Dass nun in dem Flüchtlingsmelodram "Geh und lebe" ein gebürtiger Christ in die Rolle des Juden schlüpfen muss, stellt erstmal eine heikle Erzählkonstruktion dar. Die Spiegelung des Plots vom Genozid des Zweiten Weltkriegs im afrikanischen Exodus (eine der zentralen Figuren in "Zug des Lebens" wird wie der Junge in "Geh und lebe" Schlomo genannt) birgt das Risiko des Relativismus: Verhält sich der israelische Staat prinzipiell nicht ebenso unmenschlich wie das Nazi-Regime, wenn es Andersgläubige in den sicheren Tod nach Afrika zurückschickt?
Im Namen des Anderen
Als humanistischer Appell wäre "Geh und lebe" eine recht fragwürdige Angelegenheit. Doch Mihaileanu nutzt seinen Stoff für weit mehr: Aus dem streichersatt und bildgewaltig in Szene gesetzten Flüchtlingsepos tritt mehr und mehr eine vielschichtige Identitätsstudie hervor. Der Held muss das Mutterland hinter sich zurücklassen, ohne je vollständig im Gelobten Land anzukommen. Für Milhaileanu ist dieser kulturelle Grenzgänger "das Kind des Jahrhunderts": "Es schließt einen Kompromiss mit dem Irrsinn der Geschichte."

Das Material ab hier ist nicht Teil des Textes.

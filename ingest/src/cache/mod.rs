//! Bounded per-destination ring of recent delivery outcomes.

use std::collections::{HashMap, VecDeque};

use chrono::{DateTime, Utc};
use parking_lot::Mutex;
use serde::Serialize;
use serde_json::Value;

/// Default ring capacity per destination.
pub const DEFAULT_CAPACITY: usize = 100;

/// One cached outcome: either the stored object or the error that stopped it.
#[derive(Debug, Clone, Serialize)]
pub struct CachedEvent {
    pub event_id: String,
    #[serde(skip_serializing_if = "Option::is_none")]
    pub table: Option<String>,
    #[serde(skip_serializing_if = "Option::is_none")]
    pub payload: Option<Value>,
    #[serde(skip_serializing_if = "Option::is_none")]
    pub error: Option<String>,
    pub at: DateTime<Utc>,
}

/// Observability ring of the most recent per-destination outcomes.
///
/// The cache is advisory: it never blocks delivery and holds at most
/// `capacity` entries per destination, evicting the oldest.
#[derive(Debug)]
pub struct EventsCache {
    capacity: usize,
    inner: Mutex<HashMap<String, VecDeque<CachedEvent>>>,
}

impl EventsCache {
    pub fn new(capacity: usize) -> Self {
        Self {
            capacity: capacity.max(1),
            inner: Mutex::new(HashMap::new()),
        }
    }

    /// Records a successful delivery.
    pub fn succeed(&self, destination_id: &str, event_id: &str, payload: Value, table: &str) {
        self.push(
            destination_id,
            CachedEvent {
                event_id: event_id.to_owned(),
                table: Some(table.to_owned()),
                payload: Some(payload),
                error: None,
                at: Utc::now(),
            },
        );
    }

    /// Records a failed delivery.
    pub fn error(&self, destination_id: &str, event_id: &str, error: impl ToString) {
        self.push(
            destination_id,
            CachedEvent {
                event_id: event_id.to_owned(),
                table: None,
                payload: None,
                error: Some(error.to_string()),
                at: Utc::now(),
            },
        );
    }

    /// Most recent `n` outcomes for a destination, newest first.
    pub fn get_n(&self, destination_id: &str, n: usize) -> Vec<CachedEvent> {
        let inner = self.inner.lock();
        inner
            .get(destination_id)
            .map(|ring| ring.iter().rev().take(n).cloned().collect())
            .unwrap_or_default()
    }

    fn push(&self, destination_id: &str, entry: CachedEvent) {
        let mut inner = self.inner.lock();
        let ring = inner.entry(destination_id.to_owned()).or_default();
        if ring.len() == self.capacity {
            ring.pop_front();
        }
        ring.push_back(entry);
    }
}

impl Default for EventsCache {
    fn default() -> Self {
        Self::new(DEFAULT_CAPACITY)
    }
}

#[cfg(test)]
mod tests {
    use super::*;
    use serde_json::json;

    #[test]
    fn ring_is_bounded_and_newest_first() {
        let cache = EventsCache::new(2);
        cache.succeed("dst", "1", json!({"v": 1}), "events");
        cache.error("dst", "2", "boom");
        cache.succeed("dst", "3", json!({"v": 3}), "events");

        let recent = cache.get_n("dst", 10);
        assert_eq!(recent.len(), 2);
        assert_eq!(recent[0].event_id, "3");
        assert_eq!(recent[1].event_id, "2");
        assert_eq!(recent[1].error.as_deref(), Some("boom"));
    }

    #[test]
    fn destinations_are_isolated() {
        let cache = EventsCache::default();
        cache.error("a", "1", "err");
        assert!(cache.get_n("b", 5).is_empty());
    }
}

Diesen Irrsinn schlüssig in einer einzigen Figur aufzulösen, ist zweifellos die große Leistung des Regisseurs und seiner drei Hauptdarsteller Moshe Agazi, Mosche Abebe und Sirak M. Sabahat, die Schlomo in seinen unterschiedlichen Entwicklungsphasen verkörpern. Der Junge ist nie nur Assimilation, er ist nie nur Widerstand. Hat der kleine Schlomo noch Schwierigkeiten, vor den israelischen Kontrollorganen seinen vermeintlichen jüdischen Stammbaum vorzutragen, entwickelt er sich als Teenager zum leidenschaftlichen Thora-Kenner, der sämtliche Altersgenossen im theologischen Wettstreit auszustechen versteht. Die Heirat mit der Tochter aus orthodoxem Haus bleibt ihm trotzdem über lange Zeit verwehrt, da er aus Sicht des Hausherrn als Schwarzer eben kein richtiger Glaubensbruder sein kann.
Auf diese Weise entwickelt sich der Film, der mit seinen zweieinhalb Stunden keine Minute zu lang ist, zu einem komplexen Psychogramm: Das Fremde wird im Erleben zum Teil des Ichs. Das Eigene wird deshalb aber nicht gelöscht. Der Junge aus Äthiopien hat zwei Religionen, zwei Kulturen, zwei Heimatländer. Doch er zerbricht nicht an diesen Widersprüchen, sondern erkennt sie in einem schmerzhaften Prozess glaubhaft als Teile der eigenen Geschichte. Der afrikanische Israeli ohne Namen - allen interkulturellen Grausamkeiten zum Trotz findet er sich selbst.